Saint Hilarion Felea :
Jésus pleure avec vous
À travers les larmes, l'âme exprime sa douleur. À travers les
larmes, la plénitude de la prière se révèle. À travers les larmes, l'humilité,
le repentir et la pureté du cœur se manifestent.
19 octobre 2025
Jésus ressuscite le fils de la veuve de Naïn
Pourquoi
: « Heureux ceux qui pleurent » ?
Pour la première fois dans l’histoire de l’humanité,
Jésus-Christ déclare bienheureux ceux qui pleurent : « Heureux ceux
qui sont dans le deuil, car ils seront consolés » (Mt 5,4) ; et
« Heureux vous qui pleurez maintenant, car vous rirez » (Lc 6,21). Il
console ceux qui souffrent : « Venez à moi, vous tous qui êtes
fatigués et chargés, et je vous donnerai du repos » (Mt 11,28). Il console
et aide la veuve de Naïn : « Ne pleure pas » (Lc 7,13), et de
même la famille de Jaïrus avec les mêmes paroles : « Ne pleurez
pas » (cf. Lc 8,52).
Il pleura lui-même la mort de son ami Lazare :
« Jésus pleura. Alors les Juifs dirent : “Voyez comme il
l’aimait !” » (Jn 11, 33-35). Il pleura aussi sur le sort de
Jérusalem, la ville qui tue les prophètes (Mt 23, 37), dont « il ne
restera pas pierre sur pierre », parce qu’elle n’a pas reconnu le temps où
le Fils de Dieu la visitait (Lc 19, 41.44). Il pleura par amour et compassion
pour les péchés des fils d’Adam, pour lesquels il verserait son sang en vain.

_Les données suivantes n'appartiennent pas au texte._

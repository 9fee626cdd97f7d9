//! The weather provider seen by the integration

use async_trait::async_trait;
use ha_update_coordinator::UpdateError;
use serde::{Deserialize, Serialize};
use serde_json::{Map, Value};
use thiserror::Error;

#[derive(Debug, Error, Clone, PartialEq, Eq)]
pub enum MetApiError {
    #[error("unauthorized: {0}")]
    Unauthorized(String),

    #[error("service unavailable: {0}")]
    Unavailable(String),

    #[error("invalid response: {0}")]
    InvalidResponse(String),
}

impl From<MetApiError> for UpdateError {
    fn from(err: MetApiError) -> Self {
        match err {
            MetApiError::Unauthorized(_) => UpdateError::AuthFailed(err.to_string()),
            MetApiError::Unavailable(_) | MetApiError::InvalidResponse(_) => {
                UpdateError::Failed(err.to_string())
            }
        }
    }
}

/// Site to fetch weather for
#[derive(Debug, Clone, Copy, PartialEq, Serialize, Deserialize)]
pub struct Location {
    pub latitude: f64,
    pub longitude: f64,
    /// Meters above sea level
    pub elevation: i32,
}

/// One fetch worth of provider data
#[derive(Debug, Clone, Default, PartialEq, Serialize, Deserialize)]
pub struct MetWeatherData {
    /// Current conditions keyed by provider field name
    pub current_weather_data: Map<String, Value>,
    pub hourly_forecast: Vec<Map<String, Value>>,
    pub daily_forecast: Vec<Map<String, Value>>,
}

#[async_trait]
pub trait MetWeatherApi: Send + Sync {
    async fn fetch(&self, location: Location) -> Result<MetWeatherData, MetApiError>;
}
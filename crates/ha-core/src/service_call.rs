//! Service call type

use crate::Context;
use serde::{Deserialize, Serialize};

/// A call to a registered service such as `met.refresh`
#[derive(Debug, Clone, Serialize, Deserialize)]
pub struct ServiceCall {
    pub domain: String,
    pub service: String,
    pub service_data: serde_json::Value,
    pub context: Context,
}

impl ServiceCall {
    pub fn new(
        domain: impl Into<String>,
        service: impl Into<String>,
        service_data: serde_json::Value,
        context: Context,
    ) -> Self {
        Self {
            domain: domain.into(),
            service: service.into(),
            service_data,
            context,
        }
    }

    /// `domain.service`
    pub fn service_id(&self) -> String {
        format!("{}.{}", self.domain, self.service)
    }

    /// Typed lookup into `service_data`
    pub fn get<T: serde::de::DeserializeOwned>(&self, key: &str) -> Option<T> {
        self.service_data
            .get(key)
            .and_then(|v| serde_json::from_value(v.clone()).ok())
    }
}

Il annonça des temps de douleur aux filles de Jérusalem qui pleuraient en le
voyant monter au Golgotha sous
le poids de la Croix : « Filles de Jérusalem, ne pleurez pas sur moi, mais
pleurez sur vous-mêmes et sur vos enfants. Car voici, les jours viennent où
l’on dira : Heureuses les stériles, les entrailles qui n’ont point
enfanté, les mamelles qui n’ont point allaité ! Alors on se mettra à dire aux
montagnes : “Tombez sur nous !” et aux collines : “Couvrez-nous !” Car si l’on
fait ces choses dans la verdure, qu’arrivera-t-il dans le désert ? » (Lc 23,
27-31).
Jésus prédit également aux pécheurs qui ne se repentent pas «
des pleurs et des grincements de dents » (Mt 8,12 ; 13,50 ; Lc 13,27-28), mais
à ses disciples et fidèles « un nouveau ciel et une nouvelle terre », une nouvelle
Jérusalem préparée comme une épouse, où « il n’y aura plus ni mort, ni deuil,
ni cris », car « Dieu essuiera toute larme de leurs yeux » (Ap 21,1-4).
Qui sont
ceux qui peuvent pleurer ?
Les exemples présents dans l'Ancien et le Nouveau Testament
montrent clairement que les gens souffrent, pleurent et soupirent lorsqu'ils
perdent leur bonheur, lorsqu'ils traversent des moments de désespoir et de
douleur, lorsqu'ils prient avec ferveur ou pleurent leurs morts, lorsqu'ils
sont tourmentés par les blessures et les reproches du péché, lorsqu'ils sont
frappés par de grands malheurs ou de profondes périodes de chagrin, lorsqu'ils
se repentent de leurs fautes, lorsque leurs proches sont séparés, lorsqu'ils
cachent un amour profond dans leur cœur ou lorsqu'ils éprouvent une grande
joie.
Alors ils pleurent pour être consolés et trouver la paix. Ils
versent des larmes de chagrin et, plus rarement, des larmes de joie. Ceux qui
pleurent et soupirent sont les humbles, les opprimés, les affligés, les
attristés… Des personnes que nous devons aborder avec amour et respect, pour
les réconforter et les aider, comme l’a fait Jésus-Christ, notre Seigneur et
Sauveur.
« Ô âme, soupire et pleure avec ferveur, et lamente-toi avant
la fin, avant que n'arrive le temps de ces pleurs inconsolables, et crie vers
ton Créateur : Maître, aie pitié de moi, pour les prières de Tes Apôtres. »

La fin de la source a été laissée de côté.